Affiliation: University of Maryland Baltimore County

Keywords:
p. cell migration; m. morphogens

Collective cell migration is paramount throughout a multicellular organism’s life from embryogenesis to adult tissue maintenance. Many cell migration studies are conducted in vitro, but to understand the full complexity of the living tissue environment, more in vivo studies are required. Using the border cells, which navigate as a cluster through the 3-D terrain of the Drosophila egg chamber during oogenesis, we can investigate the impact of physical architecture on collective cell migration and migration-related signaling in vivo. We observe small, acellular gaps at cell-cell junctures along the border cell migration route and hypothesize that these architectural features directly affect the migration behaviors of the border cells, in part by altering local distributions of secreted chemical attractants (chemoattractants). In silico, we have demonstrated that these gaps can affect the distribution of the morphogen that specifies border cell fate, as well as the distribution of secreted chemoattractants. Using staining and imaging techniques, we characterized the geometry and distribution of these gaps in fixed tissue and observed changes in border cell behavior at cell-cell junctures where gaps are observed in live tissue. Furthermore, flooding these gaps with above-endogenous levels of chemoattractant delayed border cell migration, and thus we are considering the effect of receptor dynamics on cluster migration.
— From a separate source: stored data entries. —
use crate::models::Event;
use ratatui::{
    Frame,
    layout::Rect,
    style::{Color, Style, Stylize},
    text::Line,
    widgets::{Block, BorderType, Borders, Clear, Padding, Widget},
};
use tui_textarea::{CursorMove, TextArea};

/// A single-line controlled input in a small popup. The delete-by-ID field
/// goes through here so its value flows through the same event path as every
/// other field, instead of an ad hoc element lookup.
pub struct InputBox<'a> {
    showing: bool,
    text: String,
    input: TextArea<'a>,

    title: String,
    placeholder: String,
}

impl<'a> InputBox<'a> {
    pub fn with_title(mut self, title: &str) -> InputBox<'a> {
        self.set_title(title);
        self
    }

    pub fn with_placeholder(mut self, placeholder: &str) -> InputBox<'a> {
        self.set_placeholder(placeholder);
        self
    }

    pub fn set_title(&mut self, title: &str) {
        if !title.is_empty() {
            self.title = title.to_string();
        }
    }

    pub fn set_placeholder(&mut self, placeholder: &str) {
        if !placeholder.is_empty() {
            self.placeholder = placeholder.to_string();
        }
    }

    pub fn showing(&self) -> bool {
        self.showing
    }

    pub fn open(&mut self, text: impl Into<String>) {
        self.text = text.into();
        self.input = self.build_input();
        self.showing = true;
    }

    /// Current value without closing.
    pub fn value(&self) -> String {
        self.input.lines().join("")
    }

    pub fn close(&mut self) -> Option<String> {
        if self.showing {
            self.showing = false;
            let text = self.input.lines().join("\n");
            return Some(text);
        }
        None
    }

    pub fn render(&mut self, f: &mut Frame, area: Rect) {
        if !self.showing {
            return;
        }

        f.render_widget(Clear, area);
        self.input.render(area, f.buffer_mut());
    }

    pub fn handle_key_event(&mut self, event: &Event) {
        match event {
            Event::KeyboardCharInput(input) => {
                self.input.input(input.clone());
            }
            _ => {}
        }
    }

    fn build_input(&self) -> TextArea<'a> {
        let mut text_area = TextArea::new(vec![self.text.clone()]);
        let block = Block::default()
            .title(Line::from(self.title.clone()).bold())
            .borders(Borders::ALL)
            .border_type(BorderType::Rounded)
            .border_style(Style::default().fg(Color::LightMagenta))
            .padding(Padding::symmetric(1, 0));
        text_area.set_block(block);
        text_area.set_placeholder_text(&self.placeholder);
        text_area.move_cursor(CursorMove::End);
        text_area
    }
}

impl Default for InputBox<'_> {
    fn default() -> Self {
        Self {
            showing: false,
            text: String::new(),
            input: TextArea::default(),
            title: "Input".to_string(),
            placeholder: "Type here...".to_string(),
        }
    }
}

pub fn build_area(area: Rect, width: u16) -> Rect {
    let x = area.x + (area.width - width) / 2;
    let y = area.y + (area.height - 1) / 2;
    Rect::new(x, y, width, 3)
}
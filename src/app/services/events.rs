use crate::{config::constants::FRAME_DURATION, models::Event};
use crossterm::event::{Event as CrosstermEvent, EventStream, KeyCode, MouseEventKind};
use futures::{FutureExt, StreamExt};
use tokio::sync::mpsc;
use tokio::time;
use tui_textarea::{Input, Key};

pub struct EventService {
    crossterm_events: EventStream,
    event_rx: mpsc::UnboundedReceiver<Event>,
    event_tx: mpsc::UnboundedSender<Event>,
}

impl EventService {
    fn handle_crossterm(&self, event: CrosstermEvent) -> Option<Event> {
        match event {
            CrosstermEvent::Mouse(mouse_event) => match mouse_event.kind {
                MouseEventKind::ScrollUp => Some(Event::UiScrollUp),
                MouseEventKind::ScrollDown => Some(Event::UiScrollDown),
                _ => None,
            },
            CrosstermEvent::Key(key_event) => {
                if key_event.code == KeyCode::BackTab {
                    return Some(Event::KeyboardBackTab);
                }

                let input: Input = key_event.into();
                if input.ctrl {
                    match input.key {
                        Key::Char('q') => return Some(Event::Quit),
                        Key::Char('c') => return Some(Event::KeyboardCtrlC),
                        _ => return None,
                    }
                }

                match input.key {
                    Key::Esc => Some(Event::KeyboardEsc),
                    Key::Enter => Some(Event::KeyboardEnter),
                    Key::Tab => Some(Event::KeyboardTab),
                    Key::Up => Some(Event::UiScrollUp),
                    Key::Down => Some(Event::UiScrollDown),
                    _ => Some(Event::KeyboardCharInput(input)),
                }
            }
            _ => None,
        }
    }

    pub fn event_tx(&self) -> mpsc::UnboundedSender<Event> {
        self.event_tx.clone()
    }

    pub async fn next(&mut self) -> Event {
        loop {
            let e = tokio::select! {
                event = self.event_rx.recv() => event,
                event = self.crossterm_events.next().fuse() => match event {
                    Some(Ok(input)) => self.handle_crossterm(input),
                    Some(Err(_)) => None,
                    None => None
                },
                _ = time::sleep(FRAME_DURATION) => Some(Event::UiTick)
            };

            if let Some(event) = e {
                return event;
            }
        }
    }
}

impl Default for EventService {
    fn default() -> Self {
        let (event_tx, event_rx) = mpsc::unbounded_channel::<Event>();
        Self {
            crossterm_events: EventStream::new(),
            event_rx,
            event_tx,
        }
    }
}
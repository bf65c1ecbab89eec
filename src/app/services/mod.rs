pub mod action;
pub mod events;

pub use action::ActionService;
pub use events::EventService;
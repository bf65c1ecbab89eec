use crate::models::{DraftTask, Session, Task};

/// Everything the render pass reads. Mutated only on the event loop thread,
/// one event at a time, so every keystroke and server response flows through
/// a single explicit state transition.
pub struct AppState {
    pub tasks: Vec<Task>,
    pub draft: DraftTask,
    pub session: Option<Session>,
    pub show_form_modal: bool,
    /// True until the first list response arrives, failed or not.
    pub waiting_first_load: bool,
}

impl AppState {
    pub fn new(session: Option<Session>) -> Self {
        Self {
            tasks: vec![],
            draft: DraftTask::default(),
            session,
            show_form_modal: false,
            waiting_first_load: true,
        }
    }

    pub fn logged_in(&self) -> bool {
        self.session.is_some()
    }

    /// Replace the whole list. A failed load lands here as an empty vector,
    /// clearing whatever was on screen.
    pub fn replace_tasks(&mut self, tasks: Vec<Task>) {
        self.tasks = tasks;
        self.waiting_first_load = false;
    }
}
Additionally, we are using two complementary methods to reveal the chemoattractant gradient and evaluate the influence of the egg chamber’s terrain on signal distribution and consequently, border cell migration. First, by inducing extra border cells throughout the egg chamber and examining their speed and persistence, we infer the positions of local hotspots of concentrated chemoattractant. And second, by tagging chemoattractants to visualize them, we can examine signal distribution in real-time. This data will further inform and allow us to refine our in silico models on how border cells might respond to the chemoattractant gradient. Our studies emphasize the importance of considering physical features of the tissue architecture when examining collective migration and migration-relevant signaling in vivo.